Das Rheingold
Carl St. Clair | ||||||
Staatskapelle Weimar | ||||||
Date/Location
Recording Type
|
Wotan | Mario Hoff |
Donner | Alexander Günther |
Froh | Jean-Noël Briend |
Loge | Erin Caves |
Fasolt | Renatus Mészár |
Fafner | Hidekazu Tsumaya |
Alberich | Tomas Möwes |
Mime | Frieder Aurich |
Fricka | Christine Hansmann |
Freia | Marietta Zumbült |
Erda | Nadine Weissmann |
Woglinde | Silona Michel |
Wellgunde | Susann Günther-Dissmeier |
Floßhilde | Christiane Bassek |
Stage director | Michael Schulz (2006) |
Set designer | Dirk Becker |
TV director | Brooks Riley |
How many Rhinemaidens does it take to make a “Rheingold”? Three? Wellgunde, Woglinde and Flosshilde? Exactly. Now brace yourselves. At one point in this new production on DVD of “Das Rheingold” from Weimar there are eleven. That’s right eleven Rhinemaidens. And one of them is bald. Her hair ripped off in high abandon and donned by Alberich to turn him into a kind of Late Romantic Ozzy Osborne. I know what some of you are thinking now. I read customer reviews on a well-known web-based book and disc site and I see contributions from especially American opera-lovers. Some of you are muttering “Eurotrash”, aren’t you? I can spot the high dudgeon of opera-lovers across an ocean. Well, stop it now. This is the first instalment of a 2008 Ring from Weimar that promises to be more than worthy of consideration among all the others on DVD. The product of excellent direction by Michael Shulz, casting and musicianship led by conductor Carl St. Clair. A sharp, albeit particular, view of the great work that has a point of view and is prepared to stick with it. Honest, confident and comfortable in its own skin. Not to everyone’s taste, I will admit. But for those who relish the challenge of a new concept, are not stuck in a time-warp when opera productions stopped developing somewhere in the middle 1950s, who regards the term “Eurotrash” with considerable offence, this is well worth consideration. The other instalments are following very quickly so I think it is right I review this not just in isolation but in anticipation of what is to come.

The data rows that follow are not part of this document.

use super::CostFn;
use crate::tensor::Tensor;

/// Mean squared error cost function, halved so its gradient is `pred - target`.
#[derive(Default, Clone, Copy)]
pub struct Mse;

impl CostFn for Mse {
    fn evaluate(&self, pred: &Tensor, target: &Tensor) -> f32 {
        let size = pred.size();
        if size == 0 {
            return 0.;
        }

        let sum: f32 = pred
            .as_slice()
            .iter()
            .zip(target.as_slice())
            .map(|(p, t)| 0.5 * (p - t).powi(2))
            .sum();

        sum / size as f32
    }

    fn gradient(&self, pred: &mut Tensor, target: &Tensor) {
        pred.as_mut_slice()
            .iter_mut()
            .zip(target.as_slice())
            .for_each(|(p, t)| *p -= t);
    }
}
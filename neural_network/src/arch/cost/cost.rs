use serde::{Deserialize, Serialize};

use super::{CrossEntropy, Mse};
use crate::{MlErr, Result, tensor::Tensor};

/// A cost function over a prediction and its expected output.
///
/// Implementors may assume both tensors have the same shape.
pub trait CostFn {
    /// Returns the scalar cost of `pred` with respect to `target`.
    fn evaluate(&self, pred: &Tensor, target: &Tensor) -> f32;

    /// Replaces `pred` with the gradient of the cost with respect to it.
    fn gradient(&self, pred: &mut Tensor, target: &Tensor);
}

/// The cost functions a network can be trained with.
#[derive(Debug, Default, Clone, Copy, PartialEq, Eq, Serialize, Deserialize)]
#[serde(rename_all = "snake_case")]
pub enum Cost {
    /// Zero cost and an untouched gradient, for setups that seed the deltas themselves.
    #[default]
    Null,
    MeanSquaredError,
    CategoricalCrossEntropy,
}

impl Cost {
    /// Computes the cost of `pred` with respect to `target`.
    ///
    /// # Returns
    /// The scalar cost or an error if the shapes differ.
    pub fn evaluate(&self, pred: &Tensor, target: &Tensor) -> Result<f32> {
        check_shapes(pred, target)?;

        let cost = match self {
            Cost::Null => 0.,
            Cost::MeanSquaredError => Mse.evaluate(pred, target),
            Cost::CategoricalCrossEntropy => CrossEntropy.evaluate(pred, target),
        };

        Ok(cost)
    }

    /// Turns `pred` into the gradient of the cost with respect to it.
    ///
    /// # Returns
    /// An error if the shapes differ, in which case `pred` is left untouched.
    pub fn gradient(&self, pred: &mut Tensor, target: &Tensor) -> Result<()> {
        check_shapes(pred, target)?;

        match self {
            Cost::Null => {}
            Cost::MeanSquaredError => Mse.gradient(pred, target),
            Cost::CategoricalCrossEntropy => CrossEntropy.gradient(pred, target),
        }

        Ok(())
    }
}

fn check_shapes(pred: &Tensor, target: &Tensor) -> Result<()> {
    if pred.shape() != target.shape() {
        return Err(MlErr::ShapeMismatch {
            what: "cost function",
            got: pred.shape(),
            expected: target.shape(),
        });
    }

    Ok(())
}

#[cfg(test)]
mod tests {
    use super::*;
    use crate::tensor::Shape;

    fn vector(data: &[f32]) -> Tensor {
        Tensor::from_vec(Shape::d1(data.len()), data.to_vec()).unwrap()
    }

    #[test]
    fn mse_gradient_is_the_difference() {
        let mut pred = vector(&[0.5, -1., 2., 3.]);
        let target = vector(&[1., 1., 1., 1.]);
        let expected: Vec<f32> = pred
            .as_slice()
            .iter()
            .zip(target.as_slice())
            .map(|(p, t)| p - t)
            .collect();

        Cost::MeanSquaredError.gradient(&mut pred, &target).unwrap();
        assert_eq!(pred.as_slice(), expected.as_slice());
    }

    #[test]
    fn mse_is_half_the_mean_squared_error() {
        let pred = vector(&[1., 3.]);
        let target = vector(&[0., 0.]);

        let cost = Cost::MeanSquaredError.evaluate(&pred, &target).unwrap();
        assert!((cost - 2.5).abs() < 1e-6);
    }

    #[test]
    fn cross_entropy_of_confident_prediction() {
        let pred = vector(&[0.7, 0.3]);
        let target = vector(&[1., 0.]);

        let cost = Cost::CategoricalCrossEntropy.evaluate(&pred, &target).unwrap();
        assert!((cost - 0.357).abs() < 1e-3);
        assert!((cost + 0.7f32.ln()).abs() < 1e-6);
    }

    #[test]
    fn cross_entropy_gradient_is_guarded() {
        let mut pred = vector(&[0., 0.5]);
        let target = vector(&[1., 1.]);

        Cost::CategoricalCrossEntropy
            .gradient(&mut pred, &target)
            .unwrap();

        assert!(pred.as_slice()[0].is_finite());
        assert!((pred.as_slice()[1] + 2.).abs() < 1e-5);
    }

    #[test]
    fn null_cost_does_nothing() {
        let mut pred = vector(&[0.2, 0.8]);
        let target = vector(&[1., 0.]);

        assert_eq!(Cost::Null.evaluate(&pred, &target).unwrap(), 0.);
        Cost::Null.gradient(&mut pred, &target).unwrap();
        assert_eq!(pred.as_slice(), &[0.2, 0.8]);
    }

    #[test]
    fn mismatched_shapes_are_rejected() {
        let mut pred = vector(&[0.2, 0.8]);
        let target = vector(&[1., 0., 0.]);

        assert!(Cost::MeanSquaredError.evaluate(&pred, &target).is_err());
        assert!(Cost::MeanSquaredError.gradient(&mut pred, &target).is_err());
        assert_eq!(pred.as_slice(), &[0.2, 0.8]);
    }
}
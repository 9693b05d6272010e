use rand::rngs::StdRng;

use crate::{MlErr, Result, tensor::Tensor};

/// The values a training step carries from the forward pass to the backward pass.
///
/// Layers push during `feedforward` and pop in reverse order during `backprop`. A cache is
/// owned by a single worker together with the generator its dropout layers draw from.
pub struct ActivationCache {
    tensors: Vec<Tensor>,
    rng: StdRng,
}

impl ActivationCache {
    /// Creates a new empty `ActivationCache`.
    ///
    /// # Arguments
    /// * `rng` - The generator used by the layers that need randomness while training.
    pub fn new(rng: StdRng) -> Self {
        Self {
            tensors: Vec::new(),
            rng,
        }
    }

    pub fn push(&mut self, tensor: Tensor) {
        self.tensors.push(tensor);
    }

    /// Pops the last pushed tensor.
    ///
    /// # Arguments
    /// * `layer` - The name of the popping layer, used for error reporting.
    pub fn pop(&mut self, layer: &'static str) -> Result<Tensor> {
        self.tensors.pop().ok_or(MlErr::CacheUnderflow { layer })
    }

    pub fn len(&self) -> usize {
        self.tensors.len()
    }

    pub fn is_empty(&self) -> bool {
        self.tensors.is_empty()
    }

    /// Drops every cached tensor, keeping the allocated capacity for the next step.
    pub fn clear(&mut self) {
        self.tensors.clear();
    }

    pub(crate) fn rng(&mut self) -> &mut StdRng {
        &mut self.rng
    }
}

#[cfg(test)]
mod tests {
    use super::*;
    use crate::{initialization::seeded_rng, tensor::Shape};

    #[test]
    fn pops_in_reverse_order() {
        let mut cache = ActivationCache::new(seeded_rng(Some(0)));
        cache.push(Tensor::filled(Shape::d1(1), 1.));
        cache.push(Tensor::filled(Shape::d1(1), 2.));

        assert_eq!(cache.pop("test").unwrap().as_slice(), &[2.]);
        assert_eq!(cache.pop("test").unwrap().as_slice(), &[1.]);
        assert!(matches!(
            cache.pop("test"),
            Err(MlErr::CacheUnderflow { layer: "test" })
        ));
    }
}
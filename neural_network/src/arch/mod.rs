pub mod activations;
pub mod cost;
mod gradients;
pub mod layers;
mod network;

pub use gradients::Gradients;
pub use network::Network;
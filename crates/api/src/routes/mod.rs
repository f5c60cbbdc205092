pub mod customer;
pub mod health;
pub mod project;
pub mod unit;

use axum::Router;

use crate::state::AppState;

/// Build the `/api/v1` route tree.
///
/// Route hierarchy:
///
/// ```text
/// /projects            list, create
/// /projects/{id}       get, put, patch, delete
///
/// /units               list, create (single or batch)
/// /units/{id}          get, put, patch, delete
///
/// /customers           list, create
/// /customers/{id}      get, put, patch, delete
/// ```
pub fn api_routes() -> Router<AppState> {
    Router::new()
        // Project routes (deleting a project cascades to its units).
        .nest("/projects", project::router())
        // Unit routes (batch creation supported on POST).
        .nest("/units", unit::router())
        // Customer routes (deleting a customer releases its units).
        .nest("/customers", customer::router())
}
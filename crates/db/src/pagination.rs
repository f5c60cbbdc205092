//! Limit/offset clamping for list queries.
//!
//! Raw query values are clamped here, in the repository layer, so no
//! handler can request an unbounded page.

/// Page size applied when the caller does not specify one.
pub const DEFAULT_LIMIT: i64 = 50;

/// Hard upper bound on page size.
pub const MAX_LIMIT: i64 = 200;

/// Raw pagination values as received from the caller.
#[derive(Debug, Clone, Copy, Default)]
pub struct Page {
    pub limit: Option<i64>,
    pub offset: Option<i64>,
}

pub fn clamp_limit(limit: Option<i64>) -> i64 {
    limit.unwrap_or(DEFAULT_LIMIT).clamp(1, MAX_LIMIT)
}

pub fn clamp_offset(offset: Option<i64>) -> i64 {
    offset.unwrap_or(0).max(0)
}
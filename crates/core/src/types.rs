/// All primary keys are application-generated UUIDs (v4).
pub type Id = uuid::Uuid;

/// All timestamps are UTC.
pub type Timestamp = chrono::DateTime<chrono::Utc>;
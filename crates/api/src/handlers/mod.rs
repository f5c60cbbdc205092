//! Request handlers, one module per resource.

pub mod customer;
pub mod project;
pub mod unit;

Many Ring directors like to establish their style from the very first scene of Rheingold and Michael Shulz is no exception. The visual tone is one of austerity and this is maintained to the end and, presumably, in the whole cycle to come. Wotan and Alberich stare across a bare table at each other with only a pair of shoes between them while the Rhinemaidens – sometimes more than three, as I say – stare at them over a wall. At the stealing of the gold we see Alberich make a hole in the wall to emerge on the other side, but we don’t actually see any gold or even Alberich running off with it. So this is a production where gold remains metaphor. A word on the shoes before we pass on. Alberich will put these on his knees from time to time in order for him to assume the role of dwarf. Once again, we are in the realm of metaphor.
In the second scene we are in a claustrophobic box-like room where the gods sit round a long table. They look like a tired, tawdry family business run out of a portakabin and this is certainly in keeping with the stated aim in the notes to portray the gods as “a petty-bourgeois clan” to show a “merging of family conflict with wider destiny”. There is no Valhalla to be seen out of the windows. All remains ordinary and everyday, apart from Donner holding his hammer. The ordinariness of what we see is, almost aggressively, clearly meant to run counter to everything that we have come to expect from the Ring, even in the first instalment, and to become part of our response. Not seeing what we expect to see we are therefore led further in. So no magic, no spectacle, and the acting of the ensemble cast perfectly suited to this. But note the childhood imaging of Freia who comes over as a kind of Red Riding Hood figure with her basket and little girl hair. The liner notes tell of an early childhood game that was a formative experience for Wagner when a thunderstorm ruined an outdoor puppet theatre. Keep that childhood image in mind. For example, when the giants Fasolt and Fafner lift the roof and look down on the gods beneath them it is as though they were puppet masters. The feeling of events in the real world being influenced negatively by an outside world that is beyond our control keeps getting reinforced.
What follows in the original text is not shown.